No hay sonido esta noche en que me miro al espejo,
larga y sombría,
Después de un fútil atardecer.
No hay generosidad en estos parajes,
Las miradas se ciernen en abismos y golondrinas cabisbajas.
Desconozco por qué silencian estas almas dormidas,
¿Es que acaso no hay linternas en sus sueños?
¿No hay almohadas que las despierte con sonora cabalidad?
Es que mi tristeza reside en que estoy vacío,
Todas mis historias convergen,
En un mismo sitio,
Y ya no hay lágrimas para el olvido.
Siempre sentí la interna necesidad de mirar a lo profundo,
Mi padre me advirtió que era preferible quedarse en la superficie,
El sol brilla más fuerte,
Aunque no deje ver.
Mi padre infinitas veces me hizo entender que los rayos no hablan,
Que dios se fue de paseo
Que las iglesias albergan a los cínicos y su parafraseo.

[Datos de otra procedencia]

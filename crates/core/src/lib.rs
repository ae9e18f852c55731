//! Core business logic for Paylane.
//!
//! This crate contains pure business logic with ZERO web or database dependencies.
//! All domain types, validation rules, and calculations live here.
//!
//! # Modules
//!
//! - `ledger` - Accounts, transactions, and double-entry rules
//! - `idempotency` - Client-supplied keys and recorded responses
//! - `webhook` - Outbox job lifecycle, retry policy, and body signing
//! - `card` - Card number and expiry checks for charges

pub mod card;
pub mod idempotency;
pub mod ledger;
pub mod webhook;
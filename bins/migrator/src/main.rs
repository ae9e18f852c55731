//! Database migration runner for Paylane.
//!
//! Reads `DATABASE_URL`. Usage:
//!   migrator up      - Run all pending migrations
//!   migrator down    - Rollback last migration
//!   migrator status  - Show migration status
//!   migrator fresh   - Drop all tables and re-run migrations

use paylane_db::migration::Migrator;
use sea_orm_migration::prelude::*;

#[tokio::main]
async fn main() {
    dotenvy::dotenv().ok();

    // The CLI installs its own tracing subscriber.
    cli::run_cli(Migrator).await;
}
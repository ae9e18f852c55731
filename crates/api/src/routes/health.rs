//! Health check endpoints.

use axum::{Json, Router, extract::State, http::StatusCode, routing::get};
use serde::Serialize;
use tracing::warn;

use crate::AppState;

/// Health check response.
#[derive(Serialize)]
pub struct HealthResponse {
    /// Service status.
    pub status: &'static str,
    /// Service version.
    pub version: &'static str,
    /// Whether the database answered a ping.
    pub database: &'static str,
}

/// Health check handler. Reports 503 while the database is unreachable.
async fn health_check(State(state): State<AppState>) -> (StatusCode, Json<HealthResponse>) {
    let (code, status, database) = match state.db.ping().await {
        Ok(()) => (StatusCode::OK, "healthy", "connected"),
        Err(e) => {
            warn!(error = %e, "Health check: database unreachable");
            (StatusCode::SERVICE_UNAVAILABLE, "degraded", "unreachable")
        }
    };

    (
        code,
        Json(HealthResponse {
            status,
            version: env!("CARGO_PKG_VERSION"),
            database,
        }),
    )
}

/// Creates health check routes.
pub fn routes() -> Router<AppState> {
    Router::new().route("/health", get(health_check))
}
//! `SeaORM` Entity for entries table.

use paylane_core::ledger::Entry;
use paylane_shared::types::{AccountId, EntryId, TransactionId};
use sea_orm::entity::prelude::*;
use serde::{Deserialize, Serialize};

use super::sea_orm_active_enums::EntryDirection;

#[derive(Clone, Debug, PartialEq, DeriveEntityModel, Eq, Serialize, Deserialize)]
#[sea_orm(table_name = "entries")]
pub struct Model {
    #[sea_orm(primary_key, auto_increment = false)]
    pub id: Uuid,
    pub transaction_id: Uuid,
    pub account_id: Uuid,
    pub direction: EntryDirection,
    pub amount: i64,
}

#[derive(Copy, Clone, Debug, EnumIter, DeriveRelation)]
pub enum Relation {
    #[sea_orm(
        belongs_to = "super::transactions::Entity",
        from = "Column::TransactionId",
        to = "super::transactions::Column::Id"
    )]
    Transactions,
    #[sea_orm(
        belongs_to = "super::accounts::Entity",
        from = "Column::AccountId",
        to = "super::accounts::Column::Id"
    )]
    Accounts,
}

impl Related<super::transactions::Entity> for Entity {
    fn to() -> RelationDef {
        Relation::Transactions.def()
    }
}

impl Related<super::accounts::Entity> for Entity {
    fn to() -> RelationDef {
        Relation::Accounts.def()
    }
}

impl ActiveModelBehavior for ActiveModel {}

impl From<Model> for Entry {
    fn from(model: Model) -> Self {
        Self {
            id: EntryId::from_uuid(model.id),
            transaction_id: TransactionId::from_uuid(model.transaction_id),
            account_id: AccountId::from_uuid(model.account_id),
            direction: model.direction.into(),
            amount: model.amount,
        }
    }
}
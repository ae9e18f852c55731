//! Double-entry ledger logic.
//!
//! This module implements the pure side of the ledger engine:
//! - Account, transaction, and entry types
//! - Amount and transfer validation
//! - Balance planning for deposits and transfers
//! - Balance reconstruction and entry-set checks
//! - Error types for ledger operations

pub mod balance;
pub mod error;
pub mod types;
pub mod validation;

#[cfg(test)]
mod validation_props;

pub use balance::{EntrySetError, balance_from_entries, validate_entry_set};
pub use error::{ErrorKind, LedgerError};
pub use types::{
    Account, Direction, Entry, HistoryItem, TRANSFER_DESCRIPTION, Transaction, TransactionKind,
    TransactionStatus,
};
pub use validation::{
    AccountSnapshot, BalanceChange, DEFAULT_HISTORY_LIMIT, MAX_HISTORY_LIMIT, history_limit,
    plan_deposit, plan_transfer, validate_amount, validate_owner_name, validate_transfer,
};
//! `SeaORM` entities.

pub mod accounts;
pub mod entries;
pub mod idempotency_keys;
pub mod sea_orm_active_enums;
pub mod transactions;
pub mod webhook_jobs;
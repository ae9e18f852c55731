//! Idempotency keys and recorded responses.
//!
//! A client tags a mutating request with an opaque key. The first request to
//! complete with a definite outcome records its status and body; every later
//! request with the same key receives those exact bytes without re-running the
//! operation.

use serde::Serialize;
use thiserror::Error;

/// Header carrying the client-supplied key.
pub const IDEMPOTENCY_KEY_HEADER: &str = "Idempotency-Key";

/// Header set on responses replayed from a recorded result.
pub const IDEMPOTENCY_HIT_HEADER: &str = "X-Idempotency-Hit";

/// Longest key accepted.
pub const MAX_KEY_LENGTH: usize = 255;

/// Rejected idempotency key.
#[derive(Debug, Clone, PartialEq, Eq, Error)]
pub enum IdempotencyKeyError {
    /// Key is empty after trimming.
    #[error("Idempotency key must not be empty")]
    Empty,

    /// Key exceeds `MAX_KEY_LENGTH`.
    #[error("Idempotency key must be at most 255 characters, got {0}")]
    TooLong(usize),

    /// Key contains control characters.
    #[error("Idempotency key must be printable")]
    NotPrintable,
}

/// A validated client-supplied idempotency key.
#[derive(Debug, Clone, PartialEq, Eq, Hash)]
pub struct IdempotencyKey(String);

impl IdempotencyKey {
    /// Validates and wraps a raw key.
    pub fn parse(raw: &str) -> Result<Self, IdempotencyKeyError> {
        let key = raw.trim();
        if key.is_empty() {
            return Err(IdempotencyKeyError::Empty);
        }
        let len = key.chars().count();
        if len > MAX_KEY_LENGTH {
            return Err(IdempotencyKeyError::TooLong(len));
        }
        if key.chars().any(char::is_control) {
            return Err(IdempotencyKeyError::NotPrintable);
        }
        Ok(Self(key.to_string()))
    }

    /// Returns the key as a string slice.
    #[must_use]
    pub fn as_str(&self) -> &str {
        &self.0
    }
}

impl std::fmt::Display for IdempotencyKey {
    fn fmt(&self, f: &mut std::fmt::Formatter<'_>) -> std::fmt::Result {
        f.write_str(&self.0)
    }
}

/// Status and body of a response, as sent to the client.
#[derive(Debug, Clone, PartialEq, Eq)]
pub struct StoredResponse {
    /// HTTP status code.
    pub status: u16,
    /// Serialized JSON body.
    pub body: Vec<u8>,
}

impl StoredResponse {
    /// Serializes `body` once so the first response and every replay share the same bytes.
    pub fn json<T: Serialize>(status: u16, body: &T) -> Result<Self, serde_json::Error> {
        Ok(Self {
            status,
            body: serde_json::to_vec(body)?,
        })
    }

    /// Returns true if this response describes a definite outcome worth replaying.
    ///
    /// Server errors leave the outcome unknown; they are never recorded so the
    /// client can retry with the same key.
    #[must_use]
    pub const fn is_recordable(&self) -> bool {
        self.status < 500
    }
}

/// Result of running an operation under an idempotency key.
#[derive(Debug, Clone, PartialEq, Eq)]
pub struct IdempotentOutcome {
    /// Response to send.
    pub response: StoredResponse,
    /// True when the response was replayed from an earlier request.
    pub replayed: bool,
}

impl IdempotentOutcome {
    /// Wraps a freshly computed response.
    #[must_use]
    pub const fn fresh(response: StoredResponse) -> Self {
        Self {
            response,
            replayed: false,
        }
    }

    /// Wraps a replayed response.
    #[must_use]
    pub const fn replayed(response: StoredResponse) -> Self {
        Self {
            response,
            replayed: true,
        }
    }
}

Pero no me dijo que había que dominar el lenguaje de los hipócritas,
Saber construir mástiles donde flameen las mentiras
La juerga y sus pasiones.
¿Dónde miran ahora los vencedores?
Seguramente alimentarán a sus hijos de cadáveres heroicos,
Llenos de gloria y dolor inmortal.
Pero no tendrán el lustre,
Jamás,
De mirarlos de frente mientras los tiran al mar.